Primary lymphatic organs

In humans the largest part of the lymphocyte development ccurs in specialized tissue of the primary lymphatic organs: bone marrow (liver in the fetal period) and thymus. There a large number of immunocompetent lymphocytes are produced that colonize the secondary lymphatic tissue.

One distinguishes two types of immunocompetent cells:

  • T lymphocytes that are responsible for the cellular immune response and mature in the thymus
  • B lymphocytes that are responsible for the humoral immune reaction and mature in the liver and in the bone marrow

Bone marrow

The production of blood cells in bone marrow begins roughly 4-5 months after conception. Stem cells immigrate from the liver into the bone marrow, where the «microenvironment» is decisive for the development of stem cells.

This stroma consists of endothelial cells, fat cells, osteoblasts and fibrocytes. Here, among others, mature the B lymphocytes.
Macrophages also colonize the stroma, but they stem from hematopoietic stem cells. This creates an environment that, according to need, stimulates the proliferation and differentiation of the precursor cells. As soon as these cells are mature they proceed through the openings in the sinusoids from the bone marrow into the blood stream.

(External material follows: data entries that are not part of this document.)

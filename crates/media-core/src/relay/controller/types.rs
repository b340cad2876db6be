//! Type definitions for the MediaSessionController
//!
//! This module contains all the type definitions used by the MediaSessionController
//! and its sub-modules.

use std::collections::HashMap;
use std::net::SocketAddr;
use std::sync::Arc;
use std::time::{Duration, Instant};
use tokio::sync::{RwLock, mpsc};

use crate::types::{DialogId, AudioFrame};
use crate::processing::audio::{
    AdvancedVoiceActivityDetector, AdvancedVadConfig,
    AdvancedAutomaticGainControl, AdvancedAgcConfig,
    AdvancedAcousticEchoCanceller, AdvancedAecConfig,
};
use crate::performance::{
    metrics::PerformanceMetrics,
    pool::AudioFramePool,
    simd::SimdProcessor,
};
use rvoip_rtp_core::{RtpSession, session::RtpSessionStats};
use super::super::RelayStats;

/// Media configuration for a session
#[derive(Debug, Clone)]
pub struct MediaConfig {
    /// Local RTP address
    pub local_addr: SocketAddr,
    /// Remote RTP address (if known)
    pub remote_addr: Option<SocketAddr>,
    /// Preferred codec (for future implementation)
    pub preferred_codec: Option<String>,
    /// Additional media parameters
    pub parameters: HashMap<String, String>,
}

/// Media session status
#[derive(Debug, Clone, PartialEq)]
pub enum MediaSessionStatus {
    /// Session is being created
    Creating,
    /// Session is active and relaying media
    Active,
    /// Session is on hold
    OnHold,
    /// Session has ended
    Ended,
    /// Session failed
    Failed(String),
}

/// Information about an active media session
#[derive(Debug, Clone)]
pub struct MediaSessionInfo {
    /// Dialog ID this session is associated with
    pub dialog_id: DialogId,
    /// Media relay session IDs (if this is a relay session)
    pub relay_session_ids: Option<(String, String)>,
    /// Current status
    pub status: MediaSessionStatus,
    /// Media configuration
    pub config: MediaConfig,
    /// RTP port allocated for this session
    pub rtp_port: Option<u16>,
    /// Session statistics
    pub stats: Option<RelayStats>,
    /// RTP/RTCP statistics (if available)
    pub rtp_stats: Option<RtpSessionStats>,
    /// Last statistics update time
    pub stats_updated_at: Option<Instant>,
    /// Creation time
    pub created_at: Instant,
}

impl Default for MediaSessionInfo {
    fn default() -> Self {
        Self {
            dialog_id: DialogId::new(""),
            relay_session_ids: None,
            status: MediaSessionStatus::Creating,
            config: MediaConfig {
                local_addr: SocketAddr::from(([0, 0, 0, 0], 0)),
                remote_addr: None,
                preferred_codec: None,
                parameters: HashMap::new(),
            },
            rtp_port: None,
            stats: None,
            rtp_stats: None,
            stats_updated_at: None,
            created_at: Instant::now(),
        }
    }
}

/// Events emitted by the media session controller
#[derive(Debug, Clone)]
pub enum MediaSessionEvent {
    /// Media session created
    SessionCreated {
        dialog_id: DialogId,
        session_id: DialogId,
    },
    /// Media session destroyed
    SessionDestroyed {
        dialog_id: DialogId,
        session_id: DialogId,
    },
    /// Media session failed
    SessionFailed {
        dialog_id: DialogId,
        error: String,
    },
    /// Remote address updated
    RemoteAddressUpdated {
        dialog_id: DialogId,
        remote_addr: SocketAddr,
    },
    /// Statistics updated
    StatisticsUpdated {
        dialog_id: DialogId,
        stats: crate::types::MediaStatistics,
    },
    /// Quality degradation detected
    QualityDegraded {
        dialog_id: DialogId,
        metrics: crate::types::QualityMetrics,
        reason: String,
    },
}

/// Configuration for advanced processors in a session
#[derive(Debug, Clone)]
pub struct AdvancedProcessorConfig {
    /// Enable advanced VAD
    pub enable_advanced_vad: bool,
    /// Advanced VAD configuration
    pub vad_config: AdvancedVadConfig,
    /// Enable advanced AGC
    pub enable_advanced_agc: bool,
    /// Advanced AGC configuration
    pub agc_config: AdvancedAgcConfig,
    /// Enable advanced AEC
    pub enable_advanced_aec: bool,
    /// Advanced AEC configuration
    pub aec_config: AdvancedAecConfig,
    /// Enable SIMD optimizations
    pub enable_simd: bool,
    /// Frame pool size for this session
    pub frame_pool_size: usize,
    /// Sample rate for processing
    pub sample_rate: u32,
}

impl Default for AdvancedProcessorConfig {
    fn default() -> Self {
        Self {
            enable_advanced_vad: false,
            vad_config: AdvancedVadConfig::default(),
            enable_advanced_agc: false,
            agc_config: AdvancedAgcConfig::default(),
            enable_advanced_aec: false,
            aec_config: AdvancedAecConfig::default(),
            enable_simd: true,
            frame_pool_size: 16,
            sample_rate: 8000,
        }
    }
}

/// Advanced processor set for v2 processors per session
#[derive(Debug)]
pub struct AdvancedProcessorSet {
    /// Advanced voice activity detector (v2)
    pub vad: Option<Arc<RwLock<AdvancedVoiceActivityDetector>>>,
    /// Advanced automatic gain control (v2)
    pub agc: Option<Arc<RwLock<AdvancedAutomaticGainControl>>>,
    /// Advanced acoustic echo canceller (v2)
    pub aec: Option<Arc<RwLock<AdvancedAcousticEchoCanceller>>>,
    /// Session-specific frame pool (shared reference)
    pub frame_pool: Arc<AudioFramePool>,
    /// SIMD processor for this session
    pub simd_processor: SimdProcessor,
    /// Performance metrics for this session
    pub metrics: Arc<RwLock<PerformanceMetrics>>,
    /// Configuration used to create these processors
    pub config: AdvancedProcessorConfig,
}

/// RTP session wrapper for MediaSessionController
pub(super) struct RtpSessionWrapper {
    /// The actual RTP session
    pub session: Arc<tokio::sync::Mutex<RtpSession>>,
    /// Local RTP address
    pub local_addr: SocketAddr,
    /// Remote RTP address (if known)
    pub remote_addr: Option<SocketAddr>,
    /// Session creation time
    pub created_at: Instant,
    /// Audio transmitter for outgoing audio
    pub audio_transmitter: Option<super::audio_generation::AudioTransmitter>,
    /// Whether audio transmission is enabled
    pub transmission_enabled: bool,
} 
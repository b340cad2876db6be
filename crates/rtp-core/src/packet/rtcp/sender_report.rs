use bytes::{Buf, BufMut, BytesMut};

use crate::error::Error;
use crate::{Result, RtpSsrc};
use super::ntp::NtpTimestamp;
use super::report_block::RtcpReportBlock;

/// RTCP Sender Report (SR) packet
/// Defined in RFC 3550 Section 6.4.1
#[derive(Debug, Clone, PartialEq, Eq)]
pub struct RtcpSenderReport {
    /// SSRC of the sender
    pub ssrc: RtpSsrc,
    
    /// NTP timestamp of this report
    pub ntp_timestamp: NtpTimestamp,
    
    /// RTP timestamp corresponding to the NTP timestamp
    pub rtp_timestamp: u32,
    
    /// Sender's packet count
    pub sender_packet_count: u32,
    
    /// Sender's octet count
    pub sender_octet_count: u32,
    
    /// Report blocks
    pub report_blocks: Vec<RtcpReportBlock>,
}

impl RtcpSenderReport {
    /// Create a new sender report
    pub fn new(ssrc: RtpSsrc) -> Self {
        Self {
            ssrc,
            ntp_timestamp: NtpTimestamp::now(),
            rtp_timestamp: 0,
            sender_packet_count: 0,
            sender_octet_count: 0,
            report_blocks: Vec::new(),
        }
    }
    
    /// Size of the sender info section in bytes
    pub const SENDER_INFO_SIZE: usize = 20;
    
    /// Add a report block
    pub fn add_report_block(&mut self, block: RtcpReportBlock) {
        self.report_blocks.push(block);
    }
    
    /// Calculate total size in bytes
    pub fn size(&self) -> usize {
        4 + // SSRC
        Self::SENDER_INFO_SIZE + // Sender info (NTP timestamp, RTP timestamp, packet count, octet count)
        self.report_blocks.len() * RtcpReportBlock::SIZE // Report blocks
    }
    
    /// Serialize the sender report to bytes
    pub fn serialize(&self) -> Result<BytesMut> {
        let mut buf = BytesMut::with_capacity(self.size());
        
        // SSRC
        buf.put_u32(self.ssrc);
        
        // NTP timestamp
        buf.put_u32(self.ntp_timestamp.seconds);
        buf.put_u32(self.ntp_timestamp.fraction);
        
        // RTP timestamp
        buf.put_u32(self.rtp_timestamp);
        
        // Packet count
        buf.put_u32(self.sender_packet_count);
        
        // Octet count
        buf.put_u32(self.sender_octet_count);
        
        // Report blocks
        for block in &self.report_blocks {
            block.serialize(&mut buf)?;
        }
        
        Ok(buf)
    }
}

/// Parse a sender report from RTCP packet data
pub fn parse_sender_report(buf: &mut impl Buf, report_count: u8) -> Result<RtcpSenderReport> {
    // Check if we have enough data for the sender info and SSRC (24 bytes total)
    if buf.remaining() < 24 {
        return Err(Error::BufferTooSmall {
            required: 24,
            available: buf.remaining(),
        });
    }
    
    let ssrc = buf.get_u32();
    
    // NTP timestamp (64 bits)
    let ntp_seconds = buf.get_u32();
    let ntp_fraction = buf.get_u32();
    let ntp_timestamp = NtpTimestamp {
        seconds: ntp_seconds,
        fraction: ntp_fraction,
    };
    
    let rtp_timestamp = buf.get_u32();
    let sender_packet_count = buf.get_u32();
    let sender_octet_count = buf.get_u32();
    
    // Parse report blocks
    let mut report_blocks = Vec::with_capacity(report_count as usize);
    for _ in 0..report_count {
        report_blocks.push(RtcpReportBlock::parse(buf)?);
    }
    
    Ok(RtcpSenderReport {
        ssrc,
        ntp_timestamp,
        rtp_timestamp,
        sender_packet_count,
        sender_octet_count,
        report_blocks,
    })
}

/// Serialize a sender report
pub fn serialize_sender_report(sr: &RtcpSenderReport) -> Result<BytesMut> {
    sr.serialize()
}
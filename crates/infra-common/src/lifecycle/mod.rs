/*!
Lifecycle Management

This module provides a standardized component lifecycle management system
for the RVOIP stack. It includes:

- Component trait for standard lifecycle methods
- Lifecycle manager for orchestrating component lifecycles
- Dependency resolution for startup/shutdown ordering
*/

pub mod component;
pub mod manager;
pub mod dependency;
pub mod health;

pub use component::{Component, ComponentState};
pub use manager::{LifecycleManager, LifecycleError};
pub use dependency::{DependencyGraph, DependencyError};
pub use health::{HealthCheck, HealthStatus};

Fig. 7 - Normal blood-forming bone marrow

Fig. 7

Among the blood forming cells are preliminary stages of granulopoiesis and erythropoiesis.


T cells mature out of stem cells produced in the bone marrow and transported into the thymus. They emigrate out of the thymus, colonizing the secondary lymph organs, and are active there as immunocompetent cells for the defense of the body against infections.

The thymus derives from the foregut out of the 3rd and 4th pharyngeal pouches. Its stroma arises out of epithelial cells of ectodermal and also endodermal origins.

Fig. 8 - Embryo in stage 13 (ca. 32 days)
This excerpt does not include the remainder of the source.